19 Elle relève ainsi que, jusqu’à l’adoption du ZIDZSV, il était constant que le Spetsializiran nakazatelen sad (tribunal pénal spécialisé) répondait aux exigences de l’article 19, paragraphe 1, second alinéa, TUE, de l’article 267, troisième alinéa, TFUE et de l’article 47, deuxième alinéa, de la Charte.

20 En outre, selon la juridiction de renvoi, les motifs avancés par le législateur bulgare pour parvenir à la conclusion que les juridictions pénales spécialisées n’étaient pas indépendantes et ne protégeaient pas les droits constitutionnels des citoyens n’ont jamais été fondés sur des preuves concrètes, alors que de tels motifs auraient dû être adéquatement étayés.
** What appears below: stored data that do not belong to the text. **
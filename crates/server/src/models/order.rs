//! Order domain types.

use chrono::{DateTime, Utc};
use rust_decimal::Decimal;
use serde::{Deserialize, Serialize};

use tindahan_core::{OrderId, OrderItemId, OrderStatus, PaymentStatus, ProductId, UserId};

use super::voucher::VoucherSummary;

/// An order header.
#[derive(Debug, Clone, Serialize)]
pub struct Order {
    /// Unique order ID.
    pub id: OrderId,
    /// The buyer.
    pub user_id: UserId,
    /// Final payable amount after item totals and any discount.
    pub grand_total: Decimal,
    /// Lifecycle status.
    pub status: OrderStatus,
    /// How the buyer pays (mirrors the delivery option at checkout).
    pub payment_method: String,
    /// Payment state.
    pub payment_status: PaymentStatus,
    /// ISO 4217 currency code.
    pub currency: String,
    /// Shipping cost.
    pub shipping_amount: Decimal,
    /// Shipping/delivery option chosen at checkout.
    pub shipping_method: Option<String>,
    /// Buyer contact number.
    pub phone: Option<String>,
    /// Delivery location.
    pub location: Option<String>,
    /// Free-form notes.
    pub notes: Option<String>,
    /// Completed orders are archived out of the active view.
    pub archived: bool,
    /// Voucher code applied at checkout, if any.
    pub voucher_code: Option<String>,
    /// When the order was created.
    pub created_at: DateTime<Utc>,
    /// When the order was last updated.
    pub updated_at: DateTime<Utc>,
}

/// A line on an order.
///
/// `unit_amount` snapshots the effective unit price at checkout time and is
/// immutable afterwards, even if the product's price changes.
#[derive(Debug, Clone, Serialize)]
pub struct OrderItem {
    /// Unique item ID.
    pub id: OrderItemId,
    /// Owning order.
    pub order_id: OrderId,
    /// Product ordered.
    pub product_id: ProductId,
    /// Units ordered (positive).
    pub quantity: i32,
    /// Price per unit at checkout time.
    pub unit_amount: Decimal,
    /// `unit_amount * quantity`.
    pub total_amount: Decimal,
}

/// An order item joined with its product name for detail views.
#[derive(Debug, Clone, Serialize)]
pub struct OrderItemDetail {
    /// The item itself.
    #[serde(flatten)]
    pub item: OrderItem,
    /// Product display name.
    pub product_name: String,
}

/// An order with items, buyer, and voucher loaded.
#[derive(Debug, Clone, Serialize)]
pub struct OrderWithDetails {
    /// The order header.
    #[serde(flatten)]
    pub order: Order,
    /// Buyer display name.
    pub user_name: String,
    /// Line items with product names.
    pub items: Vec<OrderItemDetail>,
    /// The applied voucher, if any.
    pub voucher: Option<VoucherSummary>,
}

/// One cart line in a checkout request.
#[derive(Debug, Clone, Deserialize)]
pub struct CartLine {
    /// Product to order.
    pub id: ProductId,
    /// Units requested (must be positive).
    pub quantity: i32,
}

/// Checkout request body.
#[derive(Debug, Deserialize)]
pub struct PlaceOrderInput {
    /// Buyer email; a guest account is provisioned if unknown.
    pub email: String,
    /// Contact number.
    pub phone: String,
    /// Delivery location.
    pub location: String,
    /// Delivery option; doubles as the payment method.
    #[serde(alias = "deliveryOption")]
    pub delivery_option: String,
    /// Cart lines.
    pub cart: Vec<CartLine>,
    /// Optional voucher code.
    pub voucher: Option<String>,
}

/// Successful checkout response.
#[derive(Debug, Serialize)]
pub struct CheckoutReceipt {
    /// The created order.
    pub order_id: OrderId,
    /// Final payable amount.
    pub grand_total: Decimal,
}
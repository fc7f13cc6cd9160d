//! Domain models and request inputs.

pub mod catalog;
pub mod order;
pub mod product;
pub mod user;
pub mod voucher;

pub use catalog::{Brand, Category, CreateBrandInput, CreateCategoryInput};
pub use order::{
    CartLine, CheckoutReceipt, Order, OrderItem, OrderItemDetail, OrderWithDetails,
    PlaceOrderInput,
};
pub use product::{CreateProductInput, Product, ProductFilter, ProductSort, UpdateProductInput};
pub use user::{CreateUserInput, CurrentUser, UpdateUserInput, User, session_keys};
pub use voucher::{
    CreateVoucherInput, Voucher, VoucherRequest, VoucherRequestDetail, VoucherSummary,
};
21 En troisième et dernier lieu, cette juridiction se demande si, compte tenu des motifs ayant justifié la suppression du Spetsializiran nakazatelen sad (tribunal pénal spécialisé), elle peut continuer à connaître des procédures menées devant elle et, dans le cas où elle ne se récuserait pas, quelles seraient les conséquences sur les décisions qu’elle adopterait.
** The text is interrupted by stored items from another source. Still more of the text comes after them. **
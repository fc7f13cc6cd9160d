//! Server configuration loaded from environment variables.
//!
//! # Environment Variables
//!
//! ## Required
//! - `TINDAHAN_DATABASE_URL` - `PostgreSQL` connection string (falls back to
//!   `DATABASE_URL`)
//! - `TINDAHAN_BASE_URL` - Public URL for the API (determines secure cookies)
//! - `TINDAHAN_SESSION_SECRET` - Session signing secret (min 32 chars, high entropy)
//!
//! ## Optional
//! - `TINDAHAN_HOST` - Bind address (default: 127.0.0.1)
//! - `TINDAHAN_PORT` - Listen port (default: 3001)
//! - `TINDAHAN_CORS_ORIGIN` - Allowed origin for the React front end

use std::collections::HashMap;
use std::net::{IpAddr, SocketAddr};

use secrecy::{ExposeSecret, SecretString};
use thiserror::Error;

const MIN_SESSION_SECRET_LENGTH: usize = 32;
const MIN_ENTROPY_BITS_PER_CHAR: f64 = 3.3;

/// Blocklist of common placeholder patterns (case-insensitive)
const PLACEHOLDER_PATTERNS: &[&str] = &[
    "your-",
    "changeme",
    "replace",
    "placeholder",
    "example",
    "secret",
    "password",
    "xxx",
    "todo",
    "fixme",
    "insert",
    "enter-",
    "put-your",
    "add-your",
];

/// Configuration errors that can occur during loading.
#[derive(Debug, Error)]
pub enum ConfigError {
    #[error("Missing environment variable: {0}")]
    MissingEnvVar(String),
    #[error("Invalid environment variable {0}: {1}")]
    InvalidEnvVar(String, String),
    #[error("Insecure secret in {0}: {1}")]
    InsecureSecret(String, String),
}

/// Server application configuration.
#[derive(Debug, Clone)]
pub struct ServerConfig {
    /// `PostgreSQL` database connection URL (contains password)
    pub database_url: SecretString,
    /// IP address to bind the server to
    pub host: IpAddr,
    /// Port to listen on
    pub port: u16,
    /// Public base URL for the API
    pub base_url: String,
    /// Session signing secret
    pub session_secret: SecretString,
    /// Allowed CORS origin for the React front end (permissive if unset)
    pub cors_origin: Option<String>,
}

impl ServerConfig {
    /// Load configuration from environment variables.
    ///
    /// Calls `dotenvy::dotenv()` to load from `.env` file if present.
    ///
    /// # Errors
    ///
    /// Returns `ConfigError` if required variables are missing, invalid, or
    /// if secrets fail validation (placeholder detection, entropy check).
    pub fn from_env() -> Result<Self, ConfigError> {
        // Load .env file if present (ignore errors if not found)
        let _ = dotenvy::dotenv();

        let database_url = get_database_url("TINDAHAN_DATABASE_URL")?;
        let host = get_env_or_default("TINDAHAN_HOST", "127.0.0.1")
            .parse::<IpAddr>()
            .map_err(|e| ConfigError::InvalidEnvVar("TINDAHAN_HOST".to_string(), e.to_string()))?;
        let port = get_env_or_default("TINDAHAN_PORT", "3001")
            .parse::<u16>()
            .map_err(|e| ConfigError::InvalidEnvVar("TINDAHAN_PORT".to_string(), e.to_string()))?;
        let base_url = get_required_env("TINDAHAN_BASE_URL")?;
        let session_secret = get_validated_secret("TINDAHAN_SESSION_SECRET")?;
        validate_session_secret(&session_secret, "TINDAHAN_SESSION_SECRET")?;
        let cors_origin = get_optional_env("TINDAHAN_CORS_ORIGIN");

        Ok(Self {
            database_url,
            host,
            port,
            base_url,
            session_secret,
            cors_origin,
        })
    }

    /// Returns the socket address for binding the server.
    #[must_use]
    pub const fn socket_addr(&self) -> SocketAddr {
        SocketAddr::new(self.host, self.port)
    }
}

// =============================================================================
// Helper Functions
// =============================================================================

/// Get a required environment variable.
fn get_required_env(key: &str) -> Result<String, ConfigError> {
    std::env::var(key).map_err(|_| ConfigError::MissingEnvVar(key.to_string()))
}

/// Get database URL with fallback to generic `DATABASE_URL`.
fn get_database_url(primary_key: &str) -> Result<SecretString, ConfigError> {
    if let Ok(value) = std::env::var(primary_key) {
        return Ok(SecretString::from(value));
    }
    if let Ok(value) = std::env::var("DATABASE_URL") {
        return Ok(SecretString::from(value));
    }
    Err(ConfigError::MissingEnvVar(primary_key.to_string()))
}

/// Get an optional environment variable.
fn get_optional_env(key: &str) -> Option<String> {
    std::env::var(key).ok()
}

/// Get an environment variable with a default value.
fn get_env_or_default(key: &str, default: &str) -> String {
    std::env::var(key).unwrap_or_else(|_| default.to_string())
}

/// Validate that a session secret meets minimum length requirements.
fn validate_session_secret(secret: &SecretString, var_name: &str) -> Result<(), ConfigError> {
    let value = secret.expose_secret();
    if value.len() < MIN_SESSION_SECRET_LENGTH {
        return Err(ConfigError::InsecureSecret(
            var_name.to_string(),
            format!(
                "must be at least {} characters (got {})",
                MIN_SESSION_SECRET_LENGTH,
                value.len()
            ),
        ));
    }
    Ok(())
}

/// Calculate Shannon entropy in bits per character.
fn shannon_entropy(s: &str) -> f64 {
    if s.is_empty() {
        return 0.0;
    }

    let mut freq: HashMap<char, usize> = HashMap::new();
    for c in s.chars() {
        *freq.entry(c).or_insert(0) += 1;
    }

    #[allow(clippy::cast_precision_loss)] // String length will never exceed f64 precision
    let len = s.len() as f64;
    freq.values()
        .map(|&count| {
            #[allow(clippy::cast_precision_loss)] // Character count will never exceed f64 precision
            let p = count as f64 / len;
            -p * p.log2()
        })
        .sum()
}

/// Validate that a secret is not a placeholder and has sufficient entropy.
fn validate_secret_strength(secret: &str, var_name: &str) -> Result<(), ConfigError> {
    let lower = secret.to_lowercase();

    // Check blocklist
    for pattern in PLACEHOLDER_PATTERNS {
        if lower.contains(pattern) {
            return Err(ConfigError::InsecureSecret(
                var_name.to_string(),
                format!("appears to be a placeholder (contains '{pattern}')"),
            ));
        }
    }

    // Check entropy (real secrets have high entropy)
    let entropy = shannon_entropy(secret);
    if entropy < MIN_ENTROPY_BITS_PER_CHAR {
        return Err(ConfigError::InsecureSecret(
            var_name.to_string(),
            format!(
                "entropy too low ({entropy:.2} bits/char, need >= {MIN_ENTROPY_BITS_PER_CHAR:.1}). Use a randomly generated secret."
            ),
        ));
    }

    Ok(())
}

/// Load and validate a secret from environment.
fn get_validated_secret(key: &str) -> Result<SecretString, ConfigError> {
    let value = get_required_env(key)?;
    validate_secret_strength(&value, key)?;
    Ok(SecretString::from(value))
}

#[cfg(test)]
#[allow(clippy::unwrap_used)]
mod tests {
    use super::*;

    #[test]
    fn test_placeholder_secrets_rejected() {
        let err = validate_secret_strength("changeme-please-1234567890", "TEST_SECRET");
        assert!(matches!(err, Err(ConfigError::InsecureSecret(_, _))));

        let err = validate_secret_strength("your-session-key-goes-here!!", "TEST_SECRET");
        assert!(matches!(err, Err(ConfigError::InsecureSecret(_, _))));
    }

    #[test]
    fn test_low_entropy_secrets_rejected() {
        let err = validate_secret_strength("aaaaaaaaaaaaaaaaaaaaaaaaaaaaaaaa", "TEST_SECRET");
        assert!(matches!(err, Err(ConfigError::InsecureSecret(_, _))));
    }

    #[test]
    fn test_random_secret_accepted() {
        // 32 chars of mixed case, digits, and symbols
        let ok = validate_secret_strength("kJ8#mQ2!xR9$vA4%wB7&nC1*pD5@eF3^", "TEST_SECRET");
        assert!(ok.is_ok());
    }

    #[test]
    fn test_short_session_secret_rejected() {
        let secret = SecretString::from("too-short");
        assert!(matches!(
            validate_session_secret(&secret, "TEST_SECRET"),
            Err(ConfigError::InsecureSecret(_, _))
        ));
    }

    #[test]
    fn test_shannon_entropy_bounds() {
        assert!(shannon_entropy("") < f64::EPSILON);
        assert!(shannon_entropy("aaaa") < 0.1);
        assert!(shannon_entropy("kJ8#mQ2!xR9$vA4%") > 3.3);
    }
}
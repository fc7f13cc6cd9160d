//! Admin dashboard stats.

use axum::{Json, Router, extract::State, routing::get};
use rust_decimal::Decimal;
use serde::Serialize;

use crate::db::{BrandRepository, CategoryRepository, OrderRepository, ProductRepository};
use crate::error::AppError;
use crate::middleware::RequireStaff;
use crate::models::order::OrderWithDetails;
use crate::state::AppState;

/// How many recent orders the dashboard shows.
const LATEST_ORDERS: i64 = 5;

/// Dashboard payload.
#[derive(Debug, Serialize)]
struct DashboardResponse {
    product_count: i64,
    category_count: i64,
    brand_count: i64,
    order_count: i64,
    /// Sum of grand totals over paid orders.
    total_revenue: Decimal,
    latest_orders: Vec<OrderWithDetails>,
}

/// Build the dashboard router.
pub fn router() -> Router<AppState> {
    Router::new().route("/api/admin/dashboard", get(index))
}

/// Counts, revenue, and the most recent orders.
///
/// GET /api/admin/dashboard
async fn index(
    RequireStaff(_user): RequireStaff,
    State(state): State<AppState>,
) -> Result<Json<DashboardResponse>, AppError> {
    let pool = state.pool();
    let orders = OrderRepository::new(pool);

    let response = DashboardResponse {
        product_count: ProductRepository::new(pool).count().await?,
        category_count: CategoryRepository::new(pool).count().await?,
        brand_count: BrandRepository::new(pool).count().await?,
        order_count: orders.count().await?,
        total_revenue: orders.total_revenue().await?,
        latest_orders: orders.latest(LATEST_ORDERS).await?,
    };
    Ok(Json(response))
}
22 Dans ces conditions, le Sofiyski gradski sad (tribunal de la ville de Sofia) a décidé de surseoir à statuer et de poser à la Cour les questions préjudicielles suivantes :

« 1) Convient-il d’interpréter l’article 2, l’article 6, paragraphes 1 et 3, et l’article 19, paragraphe 1, second alinéa, TUE, lus en combinaison avec l’article 47 de la [Charte], en ce sens qu’il est porté atteinte à l’indépendance d’une juridiction, qui est supprimée par [le ZIDZSV], mais dont les juges doivent continuer à examiner les affaires qui leur ont été attribuées jusqu’à [la date de la suppression de cette juridiction], ainsi que continuer à examiner, après cette date, les affaires de
[ladite juridiction] dans lesquelles ils ont tenu des audiences préliminaires, dans la mesure où la même juridiction est supprimée au motif que cela permettrait de garantir le principe constitutionnel d’indépendance du pouvoir judiciaire et la défense des droits constitutionnels des citoyens, sans que soient dûment exposés des arguments quant aux faits conduisant à la conclusion que [ce principe est enfreint] ?
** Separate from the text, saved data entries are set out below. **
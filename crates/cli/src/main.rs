//! Tindahan CLI - Database migrations and management tools.
//!
//! # Usage
//!
//! ```bash
//! # Run database migrations
//! tindahan migrate
//!
//! # Create an admin user
//! tindahan admin create -e admin@example.com -n "Admin Name" -p "secret-password" -r admin
//!
//! # Seed the catalog with sample data
//! tindahan seed
//! ```

#![cfg_attr(not(test), forbid(unsafe_code))]

use clap::{Parser, Subcommand};

mod commands;

#[derive(Parser)]
#[command(name = "tindahan")]
#[command(author, version, about = "Tindahan CLI tools")]
struct Cli {
    #[command(subcommand)]
    command: Commands,
}

#[derive(Subcommand)]
enum Commands {
    /// Run database migrations
    Migrate,
    /// Manage user accounts
    Admin {
        #[command(subcommand)]
        action: AdminAction,
    },
    /// Seed the database with sample catalog data
    Seed,
}

#[derive(Subcommand)]
enum AdminAction {
    /// Create a new admin or staff user
    Create {
        /// Email address
        #[arg(short, long)]
        email: String,

        /// Display name
        #[arg(short, long)]
        name: String,

        /// Password (hashed before storage)
        #[arg(short, long)]
        password: String,

        /// Role (`admin` or `staff`)
        #[arg(short, long, default_value = "admin")]
        role: String,
    },
}

#[tokio::main]
async fn main() -> std::process::ExitCode {
    tracing_subscriber::fmt()
        .with_env_filter(
            tracing_subscriber::EnvFilter::try_from_default_env()
                .unwrap_or_else(|_| "info".into()),
        )
        .init();

    let cli = Cli::parse();

    let result = match cli.command {
        Commands::Migrate => commands::migrate::run().await,
        Commands::Admin {
            action:
                AdminAction::Create {
                    email,
                    name,
                    password,
                    role,
                },
        } => commands::admin::create_user(&email, &name, &password, &role)
            .await
            .map(|id| tracing::info!(user_id = id, "user created")),
        Commands::Seed => commands::seed::run().await,
    };

    match result {
        Ok(()) => std::process::ExitCode::SUCCESS,
        Err(e) => {
            tracing::error!("{e}");
            std::process::ExitCode::FAILURE
        }
    }
}
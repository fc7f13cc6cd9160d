//! Public storefront API: checkout, voucher checks, and product browsing.

use axum::{
    Json, Router,
    extract::{Path, Query, State},
    routing::{get, post},
};
use chrono::Utc;
use serde::{Deserialize, Serialize};

use tindahan_core::ProductId;

use crate::db::{ProductRepository, VoucherRepository};
use crate::error::AppError;
use crate::models::order::{CheckoutReceipt, PlaceOrderInput};
use crate::models::product::{Product, ProductFilter};
use crate::models::voucher::Voucher;
use crate::services::{CheckoutError, place_order};
use crate::state::AppState;

use super::products::ProductListResponse;

/// Build the storefront router.
pub fn router() -> Router<AppState> {
    Router::new()
        .route("/api/checkout", post(checkout))
        .route("/api/vouchers/validate", post(validate_voucher))
        .route("/api/products", get(list_products))
        .route("/api/products/suggestions", get(suggestions))
        .route("/api/products/{id}", get(get_product))
}

/// Place an order.
///
/// POST /api/checkout
async fn checkout(
    State(state): State<AppState>,
    Json(input): Json<PlaceOrderInput>,
) -> Result<Json<CheckoutReceipt>, AppError> {
    let receipt = place_order(state.pool(), &input).await?;
    Ok(Json(receipt))
}

#[derive(Debug, Deserialize)]
struct ValidateVoucherInput {
    code: String,
}

#[derive(Debug, Serialize)]
struct ValidateVoucherResponse {
    voucher_id: tindahan_core::VoucherId,
    code: String,
    #[serde(rename = "type")]
    voucher_type: tindahan_core::VoucherType,
    discount_amount: rust_decimal::Decimal,
}

impl From<Voucher> for ValidateVoucherResponse {
    fn from(v: Voucher) -> Self {
        Self {
            voucher_id: v.id,
            code: v.code,
            voucher_type: v.voucher_type,
            discount_amount: v.discount_amount,
        }
    }
}

/// Check a voucher code before checkout.
///
/// POST /api/vouchers/validate
///
/// Uses the same message contract as checkout so the front end shows one
/// consistent set of voucher errors.
async fn validate_voucher(
    State(state): State<AppState>,
    Json(input): Json<ValidateVoucherInput>,
) -> Result<Json<ValidateVoucherResponse>, AppError> {
    let code = input.code.trim().to_uppercase();
    let voucher = VoucherRepository::new(state.pool())
        .find_by_code(&code)
        .await?
        .ok_or(CheckoutError::InvalidVoucherCode)?;

    if voucher.used {
        return Err(CheckoutError::VoucherAlreadyUsed.into());
    }
    if !voucher.is_applicable(Utc::now().date_naive()) {
        return Err(CheckoutError::VoucherNotApplicable.into());
    }

    Ok(Json(voucher.into()))
}

/// List active products with search, category filter, sort, and pagination.
///
/// GET /api/products
async fn list_products(
    State(state): State<AppState>,
    Query(filter): Query<ProductFilter>,
) -> Result<Json<ProductListResponse>, AppError> {
    let page = ProductRepository::new(state.pool())
        .list(&filter, true)
        .await?;
    Ok(Json(page.into()))
}

#[derive(Debug, Deserialize)]
struct SuggestionParams {
    #[serde(default)]
    search: String,
}

/// Product name suggestions for the search box.
///
/// GET /api/products/suggestions?search=...
async fn suggestions(
    State(state): State<AppState>,
    Query(params): Query<SuggestionParams>,
) -> Result<Json<Vec<String>>, AppError> {
    let search = params.search.trim();
    if search.is_empty() {
        return Ok(Json(Vec::new()));
    }
    let names = ProductRepository::new(state.pool()).suggestions(search).await?;
    Ok(Json(names))
}

/// Product detail; inactive products 404 on the public API.
///
/// GET /api/products/{id}
async fn get_product(
    State(state): State<AppState>,
    Path(id): Path<ProductId>,
) -> Result<Json<Product>, AppError> {
    let product = ProductRepository::new(state.pool())
        .get(id)
        .await?
        .filter(|p| p.is_active)
        .ok_or_else(|| AppError::NotFound("Product not found".to_string()))?;
    Ok(Json(product))
}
2) Convient-il d’interpréter ces dispositions du droit de l’Union en ce sens qu’elles s’opposent à des dispositions nationales telles que celles figurant dans [le ZIDZSV], qui conduisent à supprimer complètement en tant qu’autorité autonome du pouvoir judiciaire bulgare le Spetsializiran nakazatelen sad [(tribunal pénal spécialisé)], pour les motifs indiqués, et à réaffecter des juges (y compris celui de la formation examinant la présente affaire pénale) de cette juridiction vers différentes
juridictions, alors que ces juges doivent continuer à examiner les affaires dont ils ont commencé l’examen dans la juridiction supprimée ?

3) Dans l’affirmative, et compte tenu de la primauté du droit de l’Union, quels doivent-être les actes de procédure des magistrats des juridictions supprimées dans les affaires de ces institutions supprimées (que la loi leur impose de mener à terme), également compte tenu de leur obligation d’examiner les motifs pour se récuser dans ces affaires ? Quelles seraient les conséquences pour les décisions de procédure rendues dans les affaires de la juridiction supprimée qui doivent être menées à leur
terme et pour les actes clôturant ces affaires ? »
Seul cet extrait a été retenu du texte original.